About this exercise:
Using the entries below, give the count of lines that hold "CallToolResult". Say nothing besides the number.

Record extracts:
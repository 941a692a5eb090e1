//! Bridge 配置
//!
//! 消息文件路径遵循 XDG Base Directory：`$XDG_CONFIG_HOME`，否则 `$HOME/.config`。

use std::path::{Path, PathBuf};

/// 消息文件相对配置目录的路径
pub const MESSAGE_FILE_RELATIVE: &str = "jesseduffield/lazygit/mcp-messages.json";

/// 项目根目录标记
const VCS_MARKER: &str = ".git";

/// Bridge 配置（Server 与 Sender 共用）
#[derive(Debug, Clone)]
pub struct BridgeConfig {
    /// 消息文件路径
    pub message_file: PathBuf,
    /// 当前项目根目录（用于过滤其他项目的消息）
    pub project_root: PathBuf,
}

impl BridgeConfig {
    /// 显式创建配置
    pub fn new<P: Into<PathBuf>, R: Into<PathBuf>>(message_file: P, project_root: R) -> Self {
        Self {
            message_file: message_file.into(),
            project_root: project_root.into(),
        }
    }

    /// 从环境变量和当前工作目录创建配置
    pub fn from_env() -> Self {
        let cwd = std::env::current_dir().unwrap_or_else(|_| PathBuf::from("."));
        Self {
            message_file: default_message_file(),
            project_root: resolve_project_root(&cwd),
        }
    }

    /// 消息文件所在目录（监听目标）
    pub fn message_dir(&self) -> PathBuf {
        self.message_file
            .parent()
            .map(Path::to_path_buf)
            .unwrap_or_else(|| PathBuf::from("."))
    }

    /// 项目根目录的字符串形式（与消息中的 `project_root` 比较）
    pub fn project_root_str(&self) -> String {
        self.project_root.to_string_lossy().to_string()
    }
}

impl Default for BridgeConfig {
    fn default() -> Self {
        Self::from_env()
    }
}

/// 配置目录
pub fn config_dir() -> PathBuf {
    if let Some(xdg) = std::env::var_os("XDG_CONFIG_HOME").filter(|v| !v.is_empty()) {
        return PathBuf::from(xdg);
    }

    let home = std::env::var_os("HOME")
        .filter(|v| !v.is_empty())
        .map(PathBuf::from)
        .or_else(dirs::home_dir)
        .unwrap_or_else(|| PathBuf::from("."));

    home.join(".config")
}

/// 默认消息文件路径
pub fn default_message_file() -> PathBuf {
    config_dir().join(MESSAGE_FILE_RELATIVE)
}

/// 从 `start` 向上查找包含 `.git` 的目录，找不到时返回 `start`
pub fn resolve_project_root(start: &Path) -> PathBuf {
    start
        .ancestors()
        .find(|dir| dir.join(VCS_MARKER).exists())
        .unwrap_or(start)
        .to_path_buf()
}
//! lazygit-mcp-bridge - lazygit 与 AI 助手之间的 MCP 桥
//!
//! lazygit 里对某个文件/行写下的批注，经由一个共享的消息文件，
//! 以 MCP（JSON-RPC over stdio）资源和工具的形式交给 AI 助手。
//!
//! # 核心功能
//!
//! - **消息队列**: 最多 10 条，FIFO 淘汰，按内容 + 时间去重
//! - **文件监听**: 消息文件创建/写入即入队，只接收本项目的消息
//! - **MCP Server**: `resources/read` 与 `tools/call` 一次取出全部消息
//! - **通知**: 新消息到达时推送 `notifications/resources/updated` 与 `notifications/message`
//!
//! # Feature Flags
//!
//! - `server`: MCP Server（文件监听 + stdio JSON-RPC）
//! - `client`: Sender（写入消息文件）

pub mod config;
pub mod error;
pub mod protocol;
pub mod store;
pub mod types;

#[cfg(feature = "server")]
pub mod server;

#[cfg(feature = "client")]
pub mod client;

// Re-exports
pub use config::BridgeConfig;
pub use error::{Error, Result};
pub use store::{Drained, MessageStore, MAX_QUEUED_MESSAGES, NO_MESSAGES_TEXT};
pub use types::*;

// Protocol types (always available)
pub use protocol::{JsonRpcNotification, JsonRpcRequest, JsonRpcResponse, Notification, Request, RpcError};

#[cfg(feature = "server")]
pub use server::{Bridge, IngestOutcome};

#[cfg(feature = "client")]
pub use client::{send_message, Annotation};
//! MCP 协议定义
//!
//! 通信方式：stdin/stdout + JSONL（每条 JSON-RPC 消息一行 JSON + '\n'）

use serde::de::DeserializeOwned;
use serde::{Deserialize, Serialize};
use serde_json::Value;

pub const JSONRPC_VERSION: &str = "2.0";

/// MCP 协议版本
pub const PROTOCOL_VERSION: &str = "2024-11-05";

/// Server 名称
pub const SERVER_NAME: &str = "lazygit-mcp-bridge";

/// Server 版本（跟随 crate 版本）
pub const SERVER_VERSION: &str = env!("CARGO_PKG_VERSION");

/// 唯一的资源
pub const MESSAGES_URI: &str = "lazygit://messages";

/// 唯一的工具
pub const CHECK_MESSAGES_TOOL: &str = "check_lazygit_messages";

pub const TEXT_MIME_TYPE: &str = "text/plain";

/// 标准 JSON-RPC 错误码
pub mod error_code {
    pub const PARSE_ERROR: i32 = -32700;
    pub const METHOD_NOT_FOUND: i32 = -32601;
    pub const INVALID_PARAMS: i32 = -32602;
    pub const INTERNAL_ERROR: i32 = -32603;
}

/// MCP 方法名
pub mod method {
    pub const INITIALIZE: &str = "initialize";
    pub const INITIALIZED: &str = "initialized";
    pub const NOTIFICATIONS_INITIALIZED: &str = "notifications/initialized";
    pub const RESOURCES_LIST: &str = "resources/list";
    pub const RESOURCES_READ: &str = "resources/read";
    pub const RESOURCES_SUBSCRIBE: &str = "resources/subscribe";
    pub const RESOURCES_UNSUBSCRIBE: &str = "resources/unsubscribe";
    pub const TOOLS_LIST: &str = "tools/list";
    pub const TOOLS_CALL: &str = "tools/call";
    pub const RESOURCE_UPDATED: &str = "notifications/resources/updated";
    pub const LOG_MESSAGE: &str = "notifications/message";

    /// 客户端通知的前缀（无需响应）
    pub const NOTIFICATION_PREFIX: &str = "notifications/";
}

// ==================== JSON-RPC 信封 ====================

/// JSON-RPC 请求（Client → Server）
#[derive(Debug, Clone, Serialize, Deserialize)]
pub struct JsonRpcRequest {
    #[serde(default)]
    pub jsonrpc: String,
    #[serde(default, skip_serializing_if = "Option::is_none")]
    pub id: Option<Value>,
    #[serde(default)]
    pub method: String,
    #[serde(default, skip_serializing_if = "Option::is_none")]
    pub params: Option<Value>,
}

impl JsonRpcRequest {
    pub fn new(id: impl Into<Value>, method: impl Into<String>, params: Option<Value>) -> Self {
        Self {
            jsonrpc: JSONRPC_VERSION.to_string(),
            id: Some(id.into()),
            method: method.into(),
            params,
        }
    }

    /// 无 id 且方法名以 `notifications/` 开头，视为客户端通知
    pub fn is_notification(&self) -> bool {
        self.id.is_none() && self.method.starts_with(method::NOTIFICATION_PREFIX)
    }
}

/// JSON-RPC 响应（Server → Client）
///
/// `id` 始终序列化；无法解析的请求没有可用的 id，此时为 `null`。
#[derive(Debug, Clone, Serialize, Deserialize)]
pub struct JsonRpcResponse {
    pub jsonrpc: String,
    #[serde(default)]
    pub id: Value,
    #[serde(default, skip_serializing_if = "Option::is_none")]
    pub result: Option<Value>,
    #[serde(default, skip_serializing_if = "Option::is_none")]
    pub error: Option<RpcError>,
}

impl JsonRpcResponse {
    pub fn success(id: Option<Value>, result: Value) -> Self {
        Self {
            jsonrpc: JSONRPC_VERSION.to_string(),
            id: id.unwrap_or(Value::Null),
            result: Some(result),
            error: None,
        }
    }

    pub fn error(id: Option<Value>, error: RpcError) -> Self {
        Self {
            jsonrpc: JSONRPC_VERSION.to_string(),
            id: id.unwrap_or(Value::Null),
            result: None,
            error: Some(error),
        }
    }

    pub fn is_success(&self) -> bool {
        self.error.is_none()
    }
}

/// JSON-RPC 错误
#[derive(Debug, Clone, PartialEq, Eq, Serialize, Deserialize)]
pub struct RpcError {
    pub code: i32,
    pub message: String,
}

impl RpcError {
    pub fn new(code: i32, message: impl Into<String>) -> Self {
        Self {
            code,
            message: message.into(),
        }
    }

    pub fn parse_error() -> Self {
        Self::new(error_code::PARSE_ERROR, "Parse error")
    }

    pub fn method_not_found() -> Self {
        Self::new(error_code::METHOD_NOT_FOUND, "Method not found")
    }

    pub fn invalid_params(message: impl Into<String>) -> Self {
        Self::new(error_code::INVALID_PARAMS, message)
    }

    pub fn internal_error(message: impl Into<String>) -> Self {
        Self::new(error_code::INTERNAL_ERROR, message)
    }
}

/// JSON-RPC 通知（Server → Client，无 id）
#[derive(Debug, Clone, Serialize, Deserialize)]
pub struct JsonRpcNotification {
    pub jsonrpc: String,
    pub method: String,
    pub params: Value,
}

impl JsonRpcNotification {
    pub fn new(method: impl Into<String>, params: Value) -> Self {
        Self {
            jsonrpc: JSONRPC_VERSION.to_string(),
            method: method.into(),
            params,
        }
    }
}

// ==================== 类型化请求 ====================

/// `uri` 参数（resources/read、subscribe、unsubscribe）
#[derive(Debug, Clone, Default, Serialize, Deserialize)]
pub struct UriParams {
    pub uri: String,
}

/// `tools/call` 参数
#[derive(Debug, Clone, Serialize, Deserialize)]
pub struct ToolCallParams {
    pub name: String,
    #[serde(default, skip_serializing_if = "Option::is_none")]
    pub arguments: Option<Value>,
}

/// 按方法解码后的请求
#[derive(Debug, Clone)]
pub enum Request {
    Initialize,
    Initialized,
    ResourcesList,
    ResourcesRead(UriParams),
    ResourcesSubscribe(UriParams),
    ResourcesUnsubscribe(UriParams),
    ToolsList,
    ToolsCall(ToolCallParams),
}

impl Request {
    /// 根据方法名解码参数
    ///
    /// 未知方法返回 `-32601`，参数形状不符返回 `-32602`。
    pub fn decode(method_name: &str, params: Option<Value>) -> Result<Self, RpcError> {
        match method_name {
            method::INITIALIZE => Ok(Request::Initialize),
            method::INITIALIZED | method::NOTIFICATIONS_INITIALIZED => Ok(Request::Initialized),
            method::RESOURCES_LIST => Ok(Request::ResourcesList),
            method::RESOURCES_READ => {
                decode_params(params, "Invalid resource URI").map(Request::ResourcesRead)
            }
            method::RESOURCES_SUBSCRIBE => {
                decode_params(params, "Invalid resource URI").map(Request::ResourcesSubscribe)
            }
            // 取消订阅没有错误情况，缺少 uri 时按空 uri 处理
            method::RESOURCES_UNSUBSCRIBE => Ok(Request::ResourcesUnsubscribe(
                decode_params(params, "Invalid resource URI").unwrap_or_default(),
            )),
            method::TOOLS_LIST => Ok(Request::ToolsList),
            method::TOOLS_CALL => decode_params(params, "Unknown tool").map(Request::ToolsCall),
            _ => Err(RpcError::method_not_found()),
        }
    }
}

fn decode_params<T: DeserializeOwned>(params: Option<Value>, message: &str) -> Result<T, RpcError> {
    let params = params.unwrap_or(Value::Null);
    serde_json::from_value(params).map_err(|e| {
        tracing::debug!("Invalid params: {}", e);
        RpcError::invalid_params(message)
    })
}

// ==================== 结果类型 ====================

#[derive(Debug, Clone, Serialize, Deserialize)]
#[serde(rename_all = "camelCase")]
pub struct InitializeResult {
    pub protocol_version: String,
    pub capabilities: Capabilities,
    pub server_info: ServerInfo,
}

impl Default for InitializeResult {
    fn default() -> Self {
        Self {
            protocol_version: PROTOCOL_VERSION.to_string(),
            capabilities: Capabilities {
                resources: ResourcesCapability {
                    subscribe: true,
                    list_changed: true,
                },
                tools: ToolsCapability { list_changed: false },
            },
            server_info: ServerInfo {
                name: SERVER_NAME.to_string(),
                version: SERVER_VERSION.to_string(),
            },
        }
    }
}

#[derive(Debug, Clone, Serialize, Deserialize)]
pub struct Capabilities {
    pub resources: ResourcesCapability,
    pub tools: ToolsCapability,
}

#[derive(Debug, Clone, Serialize, Deserialize)]
#[serde(rename_all = "camelCase")]
pub struct ResourcesCapability {
    pub subscribe: bool,
    pub list_changed: bool,
}

#[derive(Debug, Clone, Serialize, Deserialize)]
#[serde(rename_all = "camelCase")]
pub struct ToolsCapability {
    pub list_changed: bool,
}

#[derive(Debug, Clone, Serialize, Deserialize)]
pub struct ServerInfo {
    pub name: String,
    pub version: String,
}

/// 资源描述
#[derive(Debug, Clone, Serialize, Deserialize)]
#[serde(rename_all = "camelCase")]
pub struct Resource {
    pub uri: String,
    pub name: String,
    #[serde(default, skip_serializing_if = "Option::is_none")]
    pub description: Option<String>,
    #[serde(default, skip_serializing_if = "Option::is_none")]
    pub mime_type: Option<String>,
}

impl Resource {
    /// lazygit 消息资源
    pub fn messages() -> Self {
        Self {
            uri: MESSAGES_URI.to_string(),
            name: "Lazygit Messages".to_string(),
            description: Some("Messages from lazygit for code improvement".to_string()),
            mime_type: Some(TEXT_MIME_TYPE.to_string()),
        }
    }
}

#[derive(Debug, Clone, Serialize, Deserialize)]
pub struct ListResourcesResult {
    pub resources: Vec<Resource>,
}

/// 资源内容
#[derive(Debug, Clone, Serialize, Deserialize)]
#[serde(rename_all = "camelCase")]
pub struct ResourceContents {
    pub uri: String,
    pub mime_type: String,
    pub text: String,
}

#[derive(Debug, Clone, Serialize, Deserialize)]
pub struct ReadResourceResult {
    pub contents: Vec<ResourceContents>,
}

impl ReadResourceResult {
    pub fn text(uri: impl Into<String>, text: impl Into<String>) -> Self {
        Self {
            contents: vec![ResourceContents {
                uri: uri.into(),
                mime_type: TEXT_MIME_TYPE.to_string(),
                text: text.into(),
            }],
        }
    }
}

/// 工具描述
#[derive(Debug, Clone, Serialize, Deserialize)]
#[serde(rename_all = "camelCase")]
pub struct Tool {
    pub name: String,
    pub description: String,
    pub input_schema: Value,
}

impl Tool {
    /// check_lazygit_messages（无参数）
    pub fn check_messages() -> Self {
        Self {
            name: CHECK_MESSAGES_TOOL.to_string(),
            description: "Check for new messages from lazygit".to_string(),
            input_schema: serde_json::json!({
                "type": "object",
                "properties": {}
            }),
        }
    }
}

#[derive(Debug, Clone, Serialize, Deserialize)]
pub struct ListToolsResult {
    pub tools: Vec<Tool>,
}

/// 工具结果中的内容块
#[derive(Debug, Clone, Serialize, Deserialize)]
#[serde(tag = "type", rename_all = "lowercase")]
pub enum ContentBlock {
    Text { text: String },
}

#[derive(Debug, Clone, Serialize, Deserialize)]
pub struct CallToolResult {
    pub content: Vec<ContentBlock>,
}

impl CallToolResult {
    pub fn text(text: impl Into<String>) -> Self {
        Self {
            content: vec![ContentBlock::Text { text: text.into() }],
        }
    }
}

// ==================== 通知 ====================

/// 推送给客户端的通知（内部使用）
#[derive(Debug, Clone)]
pub enum Notification {
    /// 资源已更新（仅在有订阅时发送）
    ResourceUpdated { uri: String, title: String },
    /// 日志消息
    LogMessage { level: String, message: String },
}

impl Notification {
    /// 转换为 JSON-RPC 通知
    pub fn to_jsonrpc(&self) -> JsonRpcNotification {
        match self {
            Notification::ResourceUpdated { uri, title } => JsonRpcNotification::new(
                method::RESOURCE_UPDATED,
                serde_json::json!({ "uri": uri, "title": title }),
            ),
            Notification::LogMessage { level, message } => JsonRpcNotification::new(
                method::LOG_MESSAGE,
                serde_json::json!({ "level": level, "message": message }),
            ),
        }
    }
}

Result of the exercise:
2